Meses atrás, tuve la oportunidad de ser testigo de un terrible incidente. Era ya bastante tarde en la noche, cuando comenzamos escuchar ruidos de fuertes golpes, y gritos que venían de la calle. La paz de un tranquilo barrio se había visto sobresaltada por el incendio de la casa justo enfrente de la nuestra.
La gente se agolpaba, la desesperación de los dueños de la casa que en ese momento llegaban y se encontraban con su casa en llamas, la desesperación por derribar puertas y ventanas para ingresar en la vivienda y tratar de salvar lo que se pudiera, el llanto y los gritos desgarradores de quienes veían en la más absoluta impotencia ser devoradas por las llamas, segundo a segundo, todas las cosas que tenían en medio de la desesperanzada espera de la llegada de los bomberos, el calor insoportable del fuego y el trepidar de las cosas quemándose, hacían ver un macabro espectáculo que infundía temor y dolor.
Gracias a Dios no hubo heridos ni pérdidas humanas que lamentar. Pero tiempo después, cuando el fuego ya había sido apagado, cuando la casa estaba en reparación y nuestros vecinos recuperándose de la terrible pérdida, me pregunté entonces: ¿qué podíamos aprender de semejante desastre?
En primer lugar, entendí que deberíamos aprender una formidable lección de humildad. Es muy endeble nuestra existencia, muy frágil nuestra vida, muy fugaces, efímeras, y volátiles nuestras conquistas. Toda una vida para juntar dinero, acumulando riquezas para simplemente, conseguir tu más bello sueño de tener casa propia, y una vez alcanzado, cuando parece que tocamos el cielo con las manos, cuando nos enorgullecemos de la conquista, de un día para otro, de una hora para otra,... puede que no tengas nada…
En segundo lugar, una contingencia como esa debería enseñarme gratitud. Esa gratitud que creo tener, pero descubro que no tanto como pensaba. Cuando el infortunio asoma en nuestra vida y ya no tenemos la salud que tuvimos, cuando ya no tenemos el buen pasar el trago que un día tuvimos, cuando ya no está a nuestro lado ese ser que tanto nos amó y no supimos valorar debidamente.... Gratitud por la vida, por las cosas que Dios puso en mis manos para administrar, por los amigos, los seres queridos y por esas sencillas cosas que aún puedo seguir disfrutando.
También compasión. Esa misma que Jesús prodigaba a manos llenas y con generosidad superlativa a quienes lloraban y sufrían, sin tener en cuenta si ellos mismos habían sido artífices de sus propios destinos, o si su infortunio era cosecha de su propia mala siembra. Esa compasión que hoy prodiga a manos llenas sentado a la diestra de Dios Padre.

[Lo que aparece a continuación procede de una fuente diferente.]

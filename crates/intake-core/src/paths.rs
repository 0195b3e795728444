//! Directory statistics for a file selection.
//!
//! The estimator needs these aggregates before it runs, so they are produced
//! in one pass that splits each path exactly once.

use ahash::AHashSet;
use serde::Serialize;

#[derive(Debug, Clone, Copy, Default, PartialEq, Serialize)]
pub struct DirectoryStats {
    pub file_count: usize,
    /// Unique parent prefixes, including every ancestor. Files without a
    /// folder all live in one implicit root.
    pub directory_count: usize,
    pub avg_depth: f64,
    pub max_depth: usize,
}

pub fn analyze_paths<'a, I>(paths: I) -> DirectoryStats
where
    I: IntoIterator<Item = &'a str>,
{
    let mut directories: AHashSet<&'a str> = AHashSet::new();
    let mut has_root_files = false;
    let mut file_count = 0usize;
    let mut depth_sum = 0usize;
    let mut max_depth = 0usize;

    for path in paths {
        file_count += 1;
        let mut depth = 0usize;
        for (idx, byte) in path.bytes().enumerate() {
            if byte == b'/' {
                depth += 1;
                directories.insert(&path[..idx]);
            }
        }
        if depth == 0 {
            has_root_files = true;
        }
        depth_sum += depth;
        max_depth = max_depth.max(depth);
    }

    if file_count == 0 {
        return DirectoryStats::default();
    }

    DirectoryStats {
        file_count,
        directory_count: directories.len() + usize::from(has_root_files),
        avg_depth: depth_sum as f64 / file_count as f64,
        max_depth,
    }
}

/// Forward slashes, no leading `./` or `/`, no empty segments.
pub fn normalize_path(raw: &str) -> String {
    raw.replace('\\', "/")
        .split('/')
        .filter(|segment| !segment.is_empty() && *segment != ".")
        .collect::<Vec<_>>()
        .join("/")
}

Y finalmente, encuentro que la catástrofe une a la víctima y al espectador en un llamado común al arrepentimiento, recordándonos abruptamente acerca de la brevedad de la vida.
Todo me mueve a la compasión, a no mirar para otro lado cuando alguien con mucho menos que yo, te necesita. Tal vez un pequeño acto de servicio que no demanda mucho esfuerzo pero que ayuda a construir una vida.
Y perseverando unánimes cada día en el templo, y partiendo el pan en las casas, comían juntos con alegría y sencillez de corazón, alabando a Dios, y teniendo favor con todo el pueblo. Y el Señor añadía cada día a la iglesia los que habían de ser salvos.